### PROBLEM DESCRIPTION
All lines in the records below that hold "struct" are to be shown.

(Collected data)
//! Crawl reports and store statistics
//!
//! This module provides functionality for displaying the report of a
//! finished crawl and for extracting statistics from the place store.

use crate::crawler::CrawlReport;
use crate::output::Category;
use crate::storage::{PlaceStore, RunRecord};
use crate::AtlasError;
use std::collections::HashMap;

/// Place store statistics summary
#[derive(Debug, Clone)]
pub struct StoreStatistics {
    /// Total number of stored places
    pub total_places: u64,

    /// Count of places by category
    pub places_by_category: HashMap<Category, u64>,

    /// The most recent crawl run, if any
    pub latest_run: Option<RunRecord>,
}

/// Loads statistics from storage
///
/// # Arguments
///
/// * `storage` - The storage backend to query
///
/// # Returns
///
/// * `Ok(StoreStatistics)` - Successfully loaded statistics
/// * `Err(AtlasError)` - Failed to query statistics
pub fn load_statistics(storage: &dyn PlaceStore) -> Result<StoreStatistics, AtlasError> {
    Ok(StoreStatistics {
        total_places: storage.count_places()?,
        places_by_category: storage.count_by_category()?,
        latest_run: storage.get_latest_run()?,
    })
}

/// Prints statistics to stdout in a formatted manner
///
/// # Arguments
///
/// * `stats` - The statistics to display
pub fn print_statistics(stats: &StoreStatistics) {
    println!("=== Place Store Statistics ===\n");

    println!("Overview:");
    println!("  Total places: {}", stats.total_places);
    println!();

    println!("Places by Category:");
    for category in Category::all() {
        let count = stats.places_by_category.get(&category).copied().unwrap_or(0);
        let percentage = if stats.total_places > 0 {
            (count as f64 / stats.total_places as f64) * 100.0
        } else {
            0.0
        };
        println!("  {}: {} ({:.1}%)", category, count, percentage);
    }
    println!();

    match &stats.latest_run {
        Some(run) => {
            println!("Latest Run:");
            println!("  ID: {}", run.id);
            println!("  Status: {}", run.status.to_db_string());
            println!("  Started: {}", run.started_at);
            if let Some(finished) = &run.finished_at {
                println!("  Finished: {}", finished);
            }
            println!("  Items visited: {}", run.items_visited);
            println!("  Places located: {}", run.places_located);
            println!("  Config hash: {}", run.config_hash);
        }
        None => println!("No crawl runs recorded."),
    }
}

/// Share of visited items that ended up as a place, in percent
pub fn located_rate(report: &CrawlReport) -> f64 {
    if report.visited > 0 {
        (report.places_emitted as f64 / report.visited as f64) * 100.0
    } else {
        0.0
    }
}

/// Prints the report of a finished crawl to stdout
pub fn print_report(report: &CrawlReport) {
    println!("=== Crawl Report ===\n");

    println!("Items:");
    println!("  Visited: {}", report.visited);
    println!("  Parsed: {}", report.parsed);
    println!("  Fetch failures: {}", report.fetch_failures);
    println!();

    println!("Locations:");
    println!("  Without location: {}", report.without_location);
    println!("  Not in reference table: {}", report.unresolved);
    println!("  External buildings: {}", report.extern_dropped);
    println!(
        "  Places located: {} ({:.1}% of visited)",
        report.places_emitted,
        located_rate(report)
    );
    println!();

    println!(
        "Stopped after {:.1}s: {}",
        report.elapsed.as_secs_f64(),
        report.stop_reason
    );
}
---
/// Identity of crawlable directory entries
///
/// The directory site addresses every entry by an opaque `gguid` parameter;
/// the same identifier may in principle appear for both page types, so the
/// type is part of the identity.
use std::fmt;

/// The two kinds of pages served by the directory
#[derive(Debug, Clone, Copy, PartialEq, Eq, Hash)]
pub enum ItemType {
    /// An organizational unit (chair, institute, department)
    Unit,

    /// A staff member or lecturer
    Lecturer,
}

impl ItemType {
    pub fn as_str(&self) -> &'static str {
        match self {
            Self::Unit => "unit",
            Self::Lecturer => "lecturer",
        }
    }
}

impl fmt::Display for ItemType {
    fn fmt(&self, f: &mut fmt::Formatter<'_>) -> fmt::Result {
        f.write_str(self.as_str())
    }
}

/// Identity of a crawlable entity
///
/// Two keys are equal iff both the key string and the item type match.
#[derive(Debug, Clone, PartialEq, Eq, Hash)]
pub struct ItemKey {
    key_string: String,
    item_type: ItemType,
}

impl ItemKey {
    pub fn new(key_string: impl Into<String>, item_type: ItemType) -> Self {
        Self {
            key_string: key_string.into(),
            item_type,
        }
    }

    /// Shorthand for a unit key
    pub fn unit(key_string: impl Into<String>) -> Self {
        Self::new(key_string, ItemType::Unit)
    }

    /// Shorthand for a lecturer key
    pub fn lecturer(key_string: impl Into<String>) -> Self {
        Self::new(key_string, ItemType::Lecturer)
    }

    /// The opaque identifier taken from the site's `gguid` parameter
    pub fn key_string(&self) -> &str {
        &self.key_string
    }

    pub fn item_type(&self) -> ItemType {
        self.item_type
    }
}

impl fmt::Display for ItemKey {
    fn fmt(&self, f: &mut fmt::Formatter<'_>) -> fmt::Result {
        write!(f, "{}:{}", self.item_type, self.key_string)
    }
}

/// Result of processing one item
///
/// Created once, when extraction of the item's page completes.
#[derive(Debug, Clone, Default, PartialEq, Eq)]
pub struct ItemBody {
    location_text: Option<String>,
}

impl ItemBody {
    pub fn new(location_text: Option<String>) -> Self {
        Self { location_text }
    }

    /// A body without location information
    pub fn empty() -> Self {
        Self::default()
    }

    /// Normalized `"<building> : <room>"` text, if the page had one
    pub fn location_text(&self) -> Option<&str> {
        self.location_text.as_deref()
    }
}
==
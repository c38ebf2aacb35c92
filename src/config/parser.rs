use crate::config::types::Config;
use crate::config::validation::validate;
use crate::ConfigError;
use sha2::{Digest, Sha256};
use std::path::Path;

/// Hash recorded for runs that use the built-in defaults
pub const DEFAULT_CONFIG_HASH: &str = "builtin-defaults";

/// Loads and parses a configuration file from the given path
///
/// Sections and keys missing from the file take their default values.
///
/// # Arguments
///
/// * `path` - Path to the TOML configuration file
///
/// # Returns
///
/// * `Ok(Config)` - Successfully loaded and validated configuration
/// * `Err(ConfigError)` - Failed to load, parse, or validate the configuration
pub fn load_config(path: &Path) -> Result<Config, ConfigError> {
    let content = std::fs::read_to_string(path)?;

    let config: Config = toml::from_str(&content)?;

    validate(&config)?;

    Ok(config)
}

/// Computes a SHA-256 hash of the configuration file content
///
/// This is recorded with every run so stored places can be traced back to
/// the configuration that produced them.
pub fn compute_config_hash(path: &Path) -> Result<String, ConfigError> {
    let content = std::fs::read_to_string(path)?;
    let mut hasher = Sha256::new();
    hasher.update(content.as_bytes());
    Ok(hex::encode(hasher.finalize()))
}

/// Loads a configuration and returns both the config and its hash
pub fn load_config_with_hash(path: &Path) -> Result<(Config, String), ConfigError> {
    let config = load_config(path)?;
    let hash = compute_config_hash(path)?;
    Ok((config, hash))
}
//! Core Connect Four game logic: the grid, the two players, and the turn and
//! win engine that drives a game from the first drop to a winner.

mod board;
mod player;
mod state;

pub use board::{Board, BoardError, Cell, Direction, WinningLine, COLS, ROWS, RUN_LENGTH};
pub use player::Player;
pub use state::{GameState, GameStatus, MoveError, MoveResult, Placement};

### SOLUTION FOR THIS PROBLEM
pub struct StoreStatistics {
pub struct ItemKey {
pub struct ItemBody {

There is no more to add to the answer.